Читаем Ядро ореха. Распад ядра полностью

Очень зрима, очень вещна картина: и растерянный жених, которому завтра на фронт, и тяжкие крики гостей, и сам этот герой — мальчишка с челочкой на лбу, который пляшет у стола и слышит звон своих подковок и внутренне сжимается весь от мысли, что жених, перед которым он пляшет, все равно погибнет. И все возрастает к концу стихотворения чувство необычайной нужности этой пляски, осуществленного в душе счастья, веры, что с этим звоном детских подковок легче будет завтра в окопе нынешнему жениху, а главное, звон, звон этот для тебя— набат:

Ступни как деревянные,когда вернусь домой,но с новой свадьбыпьяныеявляются за мной…Невесте горько плачется,стоят в слезах друзья.Мне страшно.Мне не пляшется,но не плясать —нельзя.

Война стала первым испытанием и первой пробой характера, первой точкой отсчета и первой темой их поэзии.

Да одни ли они в ту пору вновь задумались о войне? Трудные четыре года, через которые литература прошла буквально с пером и пистолетом, вернулись через десятилетие на страницы поэзии и прозы; литература вдруг увидела их с новой, более общей точки зрения: война раскрыла в людях великое единство, раскрыла в людях людей…

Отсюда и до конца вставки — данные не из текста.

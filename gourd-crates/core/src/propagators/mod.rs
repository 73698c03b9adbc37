//! One propagation function per kind of [`ConstraintNode`].
pub(crate) mod arithmetic;
mod boolean;
mod comparison;
mod nogood;

pub(crate) use comparison::Comparison;

use crate::basic_types::PropagationStatus;
use crate::engine::ConstraintNode;
use crate::engine::StoredConstraint;
use crate::engine::VariableStore;

/// Narrows the domains of the variables of `constraint`.
///
/// A propagator never makes a domain empty; it reports the inconsistency instead.
pub(crate) fn propagate(constraint: &StoredConstraint, store: &mut VariableStore) -> PropagationStatus {
    let posted = constraint.posted;
    match &constraint.node {
        ConstraintNode::Compare { comparison, truth } => {
            comparison::propagate_comparison(comparison, *truth, posted, store)
        }
        ConstraintNode::And { operands, truth } => {
            boolean::propagate_conjunction(operands, *truth, posted, store)
        }
        ConstraintNode::Or { operands, truth } => {
            boolean::propagate_disjunction(operands, *truth, posted, store)
        }
        ConstraintNode::Not { operand, truth } => {
            boolean::propagate_negation(*operand, *truth, posted, store)
        }
        ConstraintNode::Implies {
            antecedent,
            consequent,
            truth,
        } => boolean::propagate_implication(*antecedent, *consequent, *truth, posted, store),
        ConstraintNode::Iff { left, right, truth } => {
            boolean::propagate_equivalence(*left, *right, *truth, posted, store)
        }
        ConstraintNode::Literal { truth } => boolean::propagate_literal(*truth, posted, store),
        ConstraintNode::Nogood { predicates } => nogood::propagate_nogood(predicates, store),
    }
}
use crate::basic_types::Interval;
use crate::basic_types::Random;
#[cfg(doc)]
use crate::branching::Brancher;
use crate::engine::variables::VarId;
use crate::engine::variables::VariableKind;
use crate::engine::VariableOrigin;
use crate::engine::VariableStore;

/// The read-only view of the domains given to a [`Brancher`], together with the random
/// generator of the solver.
#[derive(Debug)]
pub struct SelectionContext<'a> {
    store: &'a VariableStore,
    random_generator: &'a mut dyn Random,
}

impl<'a> SelectionContext<'a> {
    pub(crate) fn new(store: &'a VariableStore, random_generator: &'a mut dyn Random) -> Self {
        SelectionContext {
            store,
            random_generator,
        }
    }

    /// Returns a random generator which can be used to generate random values (see [`Random`] for
    /// more information).
    pub fn random(&mut self) -> &mut dyn Random {
        self.random_generator
    }

    pub fn is_instantiated(&self, variable: VarId) -> bool {
        self.store.is_instantiated(variable)
    }

    pub fn kind(&self, variable: VarId) -> VariableKind {
        self.store.kind(variable)
    }

    pub fn bounds(&self, variable: VarId) -> Interval {
        self.store.bounds(variable)
    }

    pub fn lower_bound(&self, variable: VarId) -> f64 {
        self.store.bounds(variable).lower
    }

    pub fn upper_bound(&self, variable: VarId) -> f64 {
        self.store.bounds(variable).upper
    }

    /// The number of values left in the domain of an integer variable. For a real variable this
    /// is the number of `epsilon`-wide slices its domain spans.
    pub fn domain_size(&self, variable: VarId) -> u64 {
        self.store.domain_size(variable)
    }

    /// Whether the integer variable can take `value`. Always false for a real variable.
    pub fn contains(&self, variable: VarId, value: i32) -> bool {
        self.store
            .integer_domain(variable)
            .is_some_and(|domain| domain.contains(value))
    }

    /// The values left in the domain of an integer variable, in increasing order.
    pub fn integer_values(&self, variable: VarId) -> Vec<i32> {
        self.store
            .integer_domain(variable)
            .map(|domain| domain.iter().collect())
            .unwrap_or_default()
    }

    /// All variables created by the client, in creation order.
    pub fn model_variables(&self) -> impl Iterator<Item = VarId> + '_ {
        self.store
            .variables()
            .filter(|&variable| self.store.origin(variable) == VariableOrigin::Model)
    }

    /// All variables, including the truth variables of constraints, in creation order.
    pub fn all_variables(&self) -> impl Iterator<Item = VarId> + '_ {
        self.store.variables()
    }

    #[cfg(test)]
    pub(crate) fn create_for_testing(domains: &[(i32, i32)]) -> VariableStore {
        use crate::engine::variables::DomainSpec;

        let mut store = VariableStore::default();
        for &(lower, upper) in domains {
            let _ = store
                .grow_integer(&DomainSpec::interval(lower, upper), VariableOrigin::Model)
                .expect("valid domain");
        }
        store
    }
}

Появляется «Судьба человека» Шолохова. Симонов и Некрасов, Гроссман и Бек, Федин и Кожевников, Нилин и Гончар— писатели разных поколений, пережившие войну, вновь уходят в войну. Эта тема вводит в литературу плеяду новых прозаиков:

Бондарев, Богомолов, Бакланов, Балтер, Росляков, Адамович… И в поэзию военная тема все ведет и ведет поэтов. Слуцкий, Межиров. Винокуров, Исаев, Самойлов, Панченко…

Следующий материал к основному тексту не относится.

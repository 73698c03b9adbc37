use std::iter::Rev;
use std::vec::Drain;

use crate::gourd_assert_simple;

/// An append-only log of undo records, partitioned into checkpoints.
///
/// Opening a checkpoint is O(1); restoring to an earlier checkpoint hands back the records made
/// since, newest first, so the caller can undo them in reverse order.
#[derive(Clone, Debug)]
pub(crate) struct Trail<T> {
    current_checkpoint: usize,
    /// At index i is the position where the i-th checkpoint ends (exclusive) on the trail
    trail_delimiter: Vec<usize>,
    trail: Vec<T>,
}

// Implemented by hand so that `T` does not need to implement `Default`.
impl<T> Default for Trail<T> {
    fn default() -> Self {
        Trail {
            current_checkpoint: Default::default(),
            trail_delimiter: Default::default(),
            trail: Default::default(),
        }
    }
}

impl<T> Trail<T> {
    pub(crate) fn new_checkpoint(&mut self) {
        self.current_checkpoint += 1;
        self.trail_delimiter.push(self.trail.len());
    }

    pub(crate) fn get_checkpoint(&self) -> usize {
        self.current_checkpoint
    }

    /// Drops every checkpoint above `new_checkpoint` and returns the records they contained in
    /// reverse order of insertion. Synchronising to the current checkpoint returns nothing.
    pub(crate) fn synchronise(&mut self, new_checkpoint: usize) -> Rev<Drain<'_, T>> {
        gourd_assert_simple!(new_checkpoint <= self.current_checkpoint);

        let new_trail_len = self
            .trail_delimiter
            .get(new_checkpoint)
            .copied()
            .unwrap_or(self.trail.len());

        self.current_checkpoint = new_checkpoint;
        self.trail_delimiter.truncate(new_checkpoint);
        self.trail.drain(new_trail_len..).rev()
    }

    pub(crate) fn push(&mut self, elem: T) {
        self.trail.push(elem)
    }

    #[cfg(test)]
    pub(crate) fn len(&self) -> usize {
        self.trail.len()
    }
}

Поэты, чье детство прошло под гул боевых сводок, были тою последней волной, которую война успела послать в литературу. Война и для них стала крещением… но крещением ранним. Она продиктовала им главу Детства. Дальше начинались чистые страницы.

Дальше началось умозрение.

Они этого не почувствовали. Слишком опьянены были они ветром истории, который на заре их жизни ударил им в распахнутые глаза. Так и вошли они в жизнь — широко открыв глаза и захлебываясь от ветра. «Мы в жизнь выходим зло и храбро, как подобает молодым, не полуправды и неправды, а только правды мы хотим», — провозглашали они с максимализмом юности. «И молодость не вялый ропот и не ухмылки пошляков, а наш могучий новый рокот и грохот наших башмаков!»— кричали они самозабвенно. Но как близко было уже отрезвление. Стоило только отойти от единственно понятного им жизненного образа — от эвакуированного мальчишки, — как добытая с таким трудом цельность мировосприятия начисто вдруг пропадала. Рождественский тревожно заметил: «Кроме детства, И сказать-то не о чем…» Увы, он был прав. За пределами Детства вдруг терялась гармония. За пределами Детства поэзия срывалась в лихорадочный аллюр. Вихри и ветры начинали свистать в стихах, гудели поезда, летел снег, герой просил ливней, он о ветре мечтал, о весеннем, ликующем ветре, он за ветром бросался в погоню, он спешил, он боялся опоздать на свой поезд, он грохотал башмаками и все спешил вперед…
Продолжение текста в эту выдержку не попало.